Gestorben ist der einzige wahre Punk des Ostens elendig in einer Psychiatrie.

Nach einigen Büchern, die sich mit Otzes Leben und dem Punk in der DDR beschäftigen und einem Comic, in dem die Texte illustriert werden, kam nun sogar eine DVD auf den kapitalistischen Markt: „Schleimkeim – Otze und die DDR von unten“. Regisseur Jan Heck gräbt für den Film verdammt tief in der Geschichte des DDR-Punks, einer Musikrichtung, die es offiziell gar nicht gab. Punk prangerte nämlich den Staat an, schmiss nur so mit Hasstexten um sich und die als Asoziale bezeichneten Protagonisten bewegten sich zwischen Verrat, Ekstase, Zerstörung, Willkür und Tod. Subversive Künstler wurden als inoffizielle Mitarbeiter geführt, so auch Otze, der sich unter dem Decknamen Richard mit Mitarbeitern einer Polizeiabteilung traf. Schnell trat er aus dem Pakt aus, zumal die Polizei erkannte, dass er unzuverlässig ist und nur Dekonstpiration betreibt.
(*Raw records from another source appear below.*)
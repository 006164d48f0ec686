//! # PaneHub Daemon Library
//!
//! This crate runs interactive sessions on the host and relays them to any
//! number of authenticated websocket observers.
//!
//! ## Overview
//!
//! - **Session Orchestration**: spawn agent or shell processes on
//!   pseudo-terminals and expose them as addressable sessions
//! - **Relay**: a token-gated websocket server that broadcasts session events
//!   to every observer in per-session order
//! - **Local Control**: a Unix socket for the CLI (status, list, destroy, stop)
//!
//! ## Architecture
//!
//! ```text
//! ┌──────────────────────────────────────────────────────────────┐
//! │                       Daemon Service                         │
//! ├──────────────────────────────────────────────────────────────┤
//! │  ┌────────────────┐   events   ┌──────────────────────────┐  │
//! │  │    Session     │──────────▶│  Relay Hub (fan-out)     │  │
//! │  │  Orchestrator  │           └────────────┬─────────────┘  │
//! │  └───────▲────────┘                        │                │
//! │          │ commands                        ▼                │
//! │  ┌───────┴────────┐           ┌──────────────────────────┐  │
//! │  │ Command Router │◀──────────│  Relay Server (websocket)│  │
//! │  └────────────────┘           └──────────────────────────┘  │
//! │                                                              │
//! │  ┌────────────────────────────────────────────────────────┐  │
//! │  │               IPC control socket (CLI)                 │  │
//! │  └────────────────────────────────────────────────────────┘  │
//! └──────────────────────────────────────────────────────────────┘
//! ```
//!
//! ## Quick Start
//!
//! ```rust,no_run
//! use daemon::{Config, DaemonService};
//!
//! #[tokio::main]
//! async fn main() -> anyhow::Result<()> {
//!     let config = Config::load_default()?;
//!
//!     let mut service = DaemonService::new(config)?;
//!     service.start().await?;
//!
//!     service.shutdown_token().cancelled().await;
//!     service.stop().await?;
//!     Ok(())
//! }
//! ```
//!
//! ## Modules
//!
//! - [`config`]: Configuration loading and defaults
//! - [`session`]: Managed processes and the session orchestrator
//! - [`router`]: Observer command dispatch
//! - [`relay`]: Websocket server and observer hub
//! - [`ipc`]: CLI control socket and PID file
//! - [`service`]: Daemon lifecycle

pub mod config;
pub mod ipc;
pub mod relay;
pub mod router;
pub mod service;
pub mod session;

// Re-export protocol for convenience
pub use protocol;

pub use config::{Config, ConfigError};
pub use relay::{RelayError, RelayHub, RelayServer};
pub use router::{CommandRouter, RouterError};
pub use service::{DaemonService, ServiceEvent, ServiceState};
pub use session::{SessionError, SessionEvent, SessionOrchestrator};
Im Film gibt es viele interessante Geschichten, aber leider keine Interviews mit Otze. Aussagekräftige Fotos und ein Konzertmitschnitt, der voller Energie, ruppiger Musik und rauer Texte ist, zeigt Schleimkeims-Bezug zum Heute. Der Spruch stimmt immer noch: „Punk is not dead!“. Heck arbeitet das Leben von O.T.Z.E. auf. Übrigens ein Name (ordentlich, treu, zuverlässig, ehrlich), den er sich selbst gegeben hatte.

Die Weggefährten Lippe, Hagen, Abse, Speiche und Geralf kommen zu Wort. Die Anfänge werden erwähnt, als man die Instrumente selbst baute und in der Scheune geprobt und gesoffen wurde. Zur Sprache kommt, dass Alexander Anderson als „Sascha“ Schleimkeim ans Messer lieferte, als im Westen ein Sampler mit Andersons Band Zwitschermaschine und Schleimkeim erschien. Verhaftung und Verhöre folgten. Otze war gebrochen, die Saufgelage uferten aus und die Wirklichkeit kam ihm abhanden.

Insgesamt ist der Film eine aussagekräftige Dokumentation, die Teile des „Ost-Punks“ darstellt und als persönliche Zeitreise der Weggefährten gilt. Der in Tübingen geborene Jan Heck läßt die Interviewpartner in Erinnerungen schwelgen und präsentiert trotzdem ein Porträt der damaligen Zeit. Komisch ist allerdings der Coveraufdruck: „Bedrohung, belastende Themen“.

Schleimkeim – Otze und die DDR von unten, Good! Movies, 96 min, ca. 17 Euro.